* **Activity**:
Below are entries. Pull out all lines containing "PyResult".

* **Input data**:
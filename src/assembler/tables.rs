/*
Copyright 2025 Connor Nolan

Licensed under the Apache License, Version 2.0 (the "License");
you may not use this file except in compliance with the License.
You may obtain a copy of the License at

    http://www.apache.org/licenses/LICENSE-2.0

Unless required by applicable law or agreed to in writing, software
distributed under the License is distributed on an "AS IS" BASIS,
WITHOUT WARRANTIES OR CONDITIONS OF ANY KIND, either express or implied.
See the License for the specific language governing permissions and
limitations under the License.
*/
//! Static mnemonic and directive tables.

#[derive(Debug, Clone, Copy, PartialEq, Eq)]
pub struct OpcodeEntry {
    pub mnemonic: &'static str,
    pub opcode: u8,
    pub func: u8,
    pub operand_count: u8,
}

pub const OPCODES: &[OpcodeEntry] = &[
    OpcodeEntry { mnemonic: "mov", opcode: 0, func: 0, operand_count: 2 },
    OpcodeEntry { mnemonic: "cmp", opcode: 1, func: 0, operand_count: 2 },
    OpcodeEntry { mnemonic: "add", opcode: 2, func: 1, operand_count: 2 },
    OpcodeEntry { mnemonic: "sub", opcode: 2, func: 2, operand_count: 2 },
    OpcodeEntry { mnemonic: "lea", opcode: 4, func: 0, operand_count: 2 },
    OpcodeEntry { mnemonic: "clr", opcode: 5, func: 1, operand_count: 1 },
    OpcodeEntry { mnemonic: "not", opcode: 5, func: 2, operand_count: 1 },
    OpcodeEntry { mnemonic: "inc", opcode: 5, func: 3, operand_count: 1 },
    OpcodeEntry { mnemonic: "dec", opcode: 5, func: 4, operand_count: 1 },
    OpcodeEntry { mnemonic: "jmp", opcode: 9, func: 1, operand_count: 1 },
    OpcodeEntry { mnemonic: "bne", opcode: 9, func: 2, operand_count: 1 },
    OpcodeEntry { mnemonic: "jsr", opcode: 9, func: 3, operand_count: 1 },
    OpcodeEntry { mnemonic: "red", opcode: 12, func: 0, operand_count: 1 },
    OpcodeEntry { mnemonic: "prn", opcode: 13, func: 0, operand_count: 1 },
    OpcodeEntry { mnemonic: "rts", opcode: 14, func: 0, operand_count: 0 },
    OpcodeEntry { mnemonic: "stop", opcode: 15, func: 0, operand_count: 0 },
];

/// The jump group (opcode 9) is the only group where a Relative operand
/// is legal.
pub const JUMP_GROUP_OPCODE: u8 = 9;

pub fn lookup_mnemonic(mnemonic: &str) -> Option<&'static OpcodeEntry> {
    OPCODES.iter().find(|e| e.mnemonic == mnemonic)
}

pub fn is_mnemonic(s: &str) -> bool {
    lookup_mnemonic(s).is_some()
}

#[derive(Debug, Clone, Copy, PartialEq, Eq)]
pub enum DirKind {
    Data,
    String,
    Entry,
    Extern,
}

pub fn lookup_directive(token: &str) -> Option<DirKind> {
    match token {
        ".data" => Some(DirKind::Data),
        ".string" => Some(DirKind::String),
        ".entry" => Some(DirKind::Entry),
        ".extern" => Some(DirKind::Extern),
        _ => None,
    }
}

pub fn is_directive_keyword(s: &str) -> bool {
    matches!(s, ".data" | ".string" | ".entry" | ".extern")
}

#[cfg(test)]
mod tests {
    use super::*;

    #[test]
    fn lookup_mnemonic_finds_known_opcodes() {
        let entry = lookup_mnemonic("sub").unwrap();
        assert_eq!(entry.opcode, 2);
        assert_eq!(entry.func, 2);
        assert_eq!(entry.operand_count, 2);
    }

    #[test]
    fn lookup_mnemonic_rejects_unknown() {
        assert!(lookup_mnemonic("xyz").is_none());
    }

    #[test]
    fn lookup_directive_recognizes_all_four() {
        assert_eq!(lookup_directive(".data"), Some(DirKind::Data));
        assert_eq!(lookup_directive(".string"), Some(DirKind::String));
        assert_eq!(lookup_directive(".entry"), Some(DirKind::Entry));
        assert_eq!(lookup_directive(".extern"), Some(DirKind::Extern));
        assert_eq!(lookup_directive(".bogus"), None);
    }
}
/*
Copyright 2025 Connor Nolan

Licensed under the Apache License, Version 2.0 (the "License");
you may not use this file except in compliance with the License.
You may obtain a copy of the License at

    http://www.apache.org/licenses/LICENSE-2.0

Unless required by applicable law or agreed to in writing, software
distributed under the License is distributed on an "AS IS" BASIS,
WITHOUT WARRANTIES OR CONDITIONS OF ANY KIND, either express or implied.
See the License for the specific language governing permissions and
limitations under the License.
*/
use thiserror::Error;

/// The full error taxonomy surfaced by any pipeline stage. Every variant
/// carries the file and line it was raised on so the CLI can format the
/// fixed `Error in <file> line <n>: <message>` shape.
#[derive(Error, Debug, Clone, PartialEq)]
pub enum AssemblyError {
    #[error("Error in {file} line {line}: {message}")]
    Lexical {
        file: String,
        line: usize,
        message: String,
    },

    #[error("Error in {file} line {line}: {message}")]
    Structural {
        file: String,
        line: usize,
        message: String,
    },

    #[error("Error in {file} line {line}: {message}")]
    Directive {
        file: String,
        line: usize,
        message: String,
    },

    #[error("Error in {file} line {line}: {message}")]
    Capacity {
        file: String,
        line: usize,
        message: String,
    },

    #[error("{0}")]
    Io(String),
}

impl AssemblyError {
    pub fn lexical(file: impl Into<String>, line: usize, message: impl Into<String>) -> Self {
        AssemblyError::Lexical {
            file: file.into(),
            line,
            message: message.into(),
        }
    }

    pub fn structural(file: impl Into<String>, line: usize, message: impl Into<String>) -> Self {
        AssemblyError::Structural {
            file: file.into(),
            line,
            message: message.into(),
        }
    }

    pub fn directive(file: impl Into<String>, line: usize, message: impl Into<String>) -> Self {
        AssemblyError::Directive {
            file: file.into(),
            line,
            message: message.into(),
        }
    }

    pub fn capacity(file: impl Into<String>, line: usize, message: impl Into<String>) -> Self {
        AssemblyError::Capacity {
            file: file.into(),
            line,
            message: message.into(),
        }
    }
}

...

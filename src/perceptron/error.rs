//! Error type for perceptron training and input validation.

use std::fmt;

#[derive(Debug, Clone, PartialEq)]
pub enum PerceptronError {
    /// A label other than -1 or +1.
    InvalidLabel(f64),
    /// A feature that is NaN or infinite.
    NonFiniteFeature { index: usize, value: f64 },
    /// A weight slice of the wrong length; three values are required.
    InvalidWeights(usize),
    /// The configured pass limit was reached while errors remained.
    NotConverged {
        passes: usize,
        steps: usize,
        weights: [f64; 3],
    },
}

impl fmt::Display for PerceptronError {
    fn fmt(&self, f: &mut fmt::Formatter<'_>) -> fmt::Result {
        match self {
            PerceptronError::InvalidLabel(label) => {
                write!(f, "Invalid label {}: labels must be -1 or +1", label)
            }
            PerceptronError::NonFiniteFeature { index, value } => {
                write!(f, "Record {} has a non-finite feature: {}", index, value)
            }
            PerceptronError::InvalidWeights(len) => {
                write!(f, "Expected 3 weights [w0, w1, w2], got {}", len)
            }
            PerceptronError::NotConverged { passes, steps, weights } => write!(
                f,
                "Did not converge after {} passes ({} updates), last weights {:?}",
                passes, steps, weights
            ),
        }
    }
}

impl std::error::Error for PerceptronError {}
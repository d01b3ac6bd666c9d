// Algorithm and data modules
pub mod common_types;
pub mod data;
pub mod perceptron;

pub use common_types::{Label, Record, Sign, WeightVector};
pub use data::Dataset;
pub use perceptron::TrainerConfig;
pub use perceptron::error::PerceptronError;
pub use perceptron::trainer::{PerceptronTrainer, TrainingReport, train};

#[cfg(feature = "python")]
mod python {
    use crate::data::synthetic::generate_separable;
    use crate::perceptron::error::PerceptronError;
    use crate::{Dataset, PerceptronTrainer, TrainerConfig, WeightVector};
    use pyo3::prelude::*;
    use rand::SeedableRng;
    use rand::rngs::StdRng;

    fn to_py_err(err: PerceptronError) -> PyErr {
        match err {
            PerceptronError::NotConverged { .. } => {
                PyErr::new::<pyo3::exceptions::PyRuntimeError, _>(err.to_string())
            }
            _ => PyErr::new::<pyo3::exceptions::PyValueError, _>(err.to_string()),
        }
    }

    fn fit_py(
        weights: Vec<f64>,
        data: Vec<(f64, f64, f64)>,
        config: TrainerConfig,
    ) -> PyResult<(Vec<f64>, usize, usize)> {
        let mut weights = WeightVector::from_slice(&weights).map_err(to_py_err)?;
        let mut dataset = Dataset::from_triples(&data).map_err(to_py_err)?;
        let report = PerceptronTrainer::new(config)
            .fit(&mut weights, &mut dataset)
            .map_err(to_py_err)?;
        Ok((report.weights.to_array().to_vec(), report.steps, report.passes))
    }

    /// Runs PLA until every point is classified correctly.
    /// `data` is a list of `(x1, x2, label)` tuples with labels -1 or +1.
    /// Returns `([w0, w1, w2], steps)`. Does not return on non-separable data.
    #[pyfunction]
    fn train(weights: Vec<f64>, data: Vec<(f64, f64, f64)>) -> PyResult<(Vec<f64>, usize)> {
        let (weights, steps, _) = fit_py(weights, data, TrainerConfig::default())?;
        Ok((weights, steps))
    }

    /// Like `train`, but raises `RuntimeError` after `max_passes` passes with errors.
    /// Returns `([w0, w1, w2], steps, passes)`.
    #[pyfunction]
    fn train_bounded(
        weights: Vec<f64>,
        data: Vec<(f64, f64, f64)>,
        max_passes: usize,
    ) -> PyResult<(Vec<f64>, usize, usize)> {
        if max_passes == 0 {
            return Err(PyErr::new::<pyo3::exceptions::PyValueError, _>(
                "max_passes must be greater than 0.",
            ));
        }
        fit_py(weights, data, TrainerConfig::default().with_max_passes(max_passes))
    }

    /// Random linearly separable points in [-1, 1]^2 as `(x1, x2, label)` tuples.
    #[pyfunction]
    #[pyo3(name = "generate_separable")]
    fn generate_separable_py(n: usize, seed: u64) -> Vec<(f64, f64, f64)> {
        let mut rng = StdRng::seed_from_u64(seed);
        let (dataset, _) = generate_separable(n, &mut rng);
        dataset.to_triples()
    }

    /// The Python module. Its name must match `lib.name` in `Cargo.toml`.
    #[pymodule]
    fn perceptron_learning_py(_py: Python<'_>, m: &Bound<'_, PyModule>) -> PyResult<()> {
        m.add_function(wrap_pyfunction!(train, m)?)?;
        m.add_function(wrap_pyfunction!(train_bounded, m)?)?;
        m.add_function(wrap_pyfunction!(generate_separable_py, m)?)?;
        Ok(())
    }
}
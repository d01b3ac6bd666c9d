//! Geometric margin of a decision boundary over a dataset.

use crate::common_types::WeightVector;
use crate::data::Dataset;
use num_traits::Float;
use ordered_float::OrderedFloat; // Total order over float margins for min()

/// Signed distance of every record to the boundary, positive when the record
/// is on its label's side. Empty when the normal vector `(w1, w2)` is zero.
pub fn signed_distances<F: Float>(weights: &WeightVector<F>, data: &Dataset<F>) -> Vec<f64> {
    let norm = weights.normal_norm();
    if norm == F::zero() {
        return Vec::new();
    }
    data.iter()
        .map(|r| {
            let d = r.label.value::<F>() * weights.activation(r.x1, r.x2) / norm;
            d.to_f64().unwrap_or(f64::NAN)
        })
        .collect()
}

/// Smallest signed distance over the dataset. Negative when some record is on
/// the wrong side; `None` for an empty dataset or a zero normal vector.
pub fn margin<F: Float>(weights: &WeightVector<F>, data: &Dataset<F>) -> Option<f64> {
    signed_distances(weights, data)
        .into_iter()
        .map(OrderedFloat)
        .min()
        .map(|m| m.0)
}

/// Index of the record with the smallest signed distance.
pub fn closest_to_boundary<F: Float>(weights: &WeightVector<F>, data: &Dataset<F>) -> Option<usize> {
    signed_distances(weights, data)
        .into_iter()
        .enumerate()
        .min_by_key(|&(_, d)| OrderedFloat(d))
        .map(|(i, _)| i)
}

==

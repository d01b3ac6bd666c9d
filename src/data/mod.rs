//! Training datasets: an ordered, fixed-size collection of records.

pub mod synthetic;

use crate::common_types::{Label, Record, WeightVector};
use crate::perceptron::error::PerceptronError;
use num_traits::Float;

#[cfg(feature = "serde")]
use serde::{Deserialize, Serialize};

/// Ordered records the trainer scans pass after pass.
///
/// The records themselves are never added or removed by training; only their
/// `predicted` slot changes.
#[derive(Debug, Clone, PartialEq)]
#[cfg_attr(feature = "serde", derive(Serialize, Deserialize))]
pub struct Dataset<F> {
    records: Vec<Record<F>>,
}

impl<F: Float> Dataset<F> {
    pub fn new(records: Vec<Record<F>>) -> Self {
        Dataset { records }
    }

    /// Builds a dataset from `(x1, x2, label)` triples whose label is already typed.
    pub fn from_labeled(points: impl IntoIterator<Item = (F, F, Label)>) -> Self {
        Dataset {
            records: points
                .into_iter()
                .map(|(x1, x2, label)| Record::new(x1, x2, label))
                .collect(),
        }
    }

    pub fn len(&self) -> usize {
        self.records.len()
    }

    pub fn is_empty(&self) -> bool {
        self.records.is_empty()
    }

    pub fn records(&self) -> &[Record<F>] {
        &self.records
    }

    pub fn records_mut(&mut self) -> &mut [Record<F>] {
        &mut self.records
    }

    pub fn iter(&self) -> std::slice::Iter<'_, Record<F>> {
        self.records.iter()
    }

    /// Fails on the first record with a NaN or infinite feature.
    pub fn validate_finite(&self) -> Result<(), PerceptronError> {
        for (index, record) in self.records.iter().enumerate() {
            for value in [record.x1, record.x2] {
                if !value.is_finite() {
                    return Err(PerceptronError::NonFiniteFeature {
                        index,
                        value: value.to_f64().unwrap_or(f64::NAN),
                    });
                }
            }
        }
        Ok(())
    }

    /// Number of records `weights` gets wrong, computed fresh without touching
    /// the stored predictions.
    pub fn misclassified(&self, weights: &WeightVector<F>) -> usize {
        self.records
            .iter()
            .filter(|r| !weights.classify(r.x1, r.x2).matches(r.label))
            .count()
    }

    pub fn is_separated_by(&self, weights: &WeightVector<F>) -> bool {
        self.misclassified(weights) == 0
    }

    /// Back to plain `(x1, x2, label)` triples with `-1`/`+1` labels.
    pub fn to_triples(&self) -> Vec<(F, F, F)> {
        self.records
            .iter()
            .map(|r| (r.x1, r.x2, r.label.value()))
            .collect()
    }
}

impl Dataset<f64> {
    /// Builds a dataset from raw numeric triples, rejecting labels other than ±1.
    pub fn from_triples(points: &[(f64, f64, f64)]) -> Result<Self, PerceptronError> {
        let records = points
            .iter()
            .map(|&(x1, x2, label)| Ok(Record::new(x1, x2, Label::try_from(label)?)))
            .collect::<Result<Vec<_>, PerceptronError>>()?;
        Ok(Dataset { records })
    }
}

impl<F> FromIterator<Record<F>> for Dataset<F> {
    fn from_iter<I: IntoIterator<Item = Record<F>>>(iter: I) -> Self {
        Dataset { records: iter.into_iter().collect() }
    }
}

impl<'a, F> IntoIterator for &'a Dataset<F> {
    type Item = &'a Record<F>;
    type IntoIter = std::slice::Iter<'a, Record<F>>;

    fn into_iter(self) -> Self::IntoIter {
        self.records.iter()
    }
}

* **Response**:
    ) -> PyResult<(Vec<f64>, usize, usize)> {
    fn train(weights: Vec<f64>, data: Vec<(f64, f64, f64)>) -> PyResult<(Vec<f64>, usize)> {
    ) -> PyResult<(Vec<f64>, usize, usize)> {
    fn perceptron_learning_py(_py: Python<'_>, m: &Bound<'_, PyModule>) -> PyResult<()> {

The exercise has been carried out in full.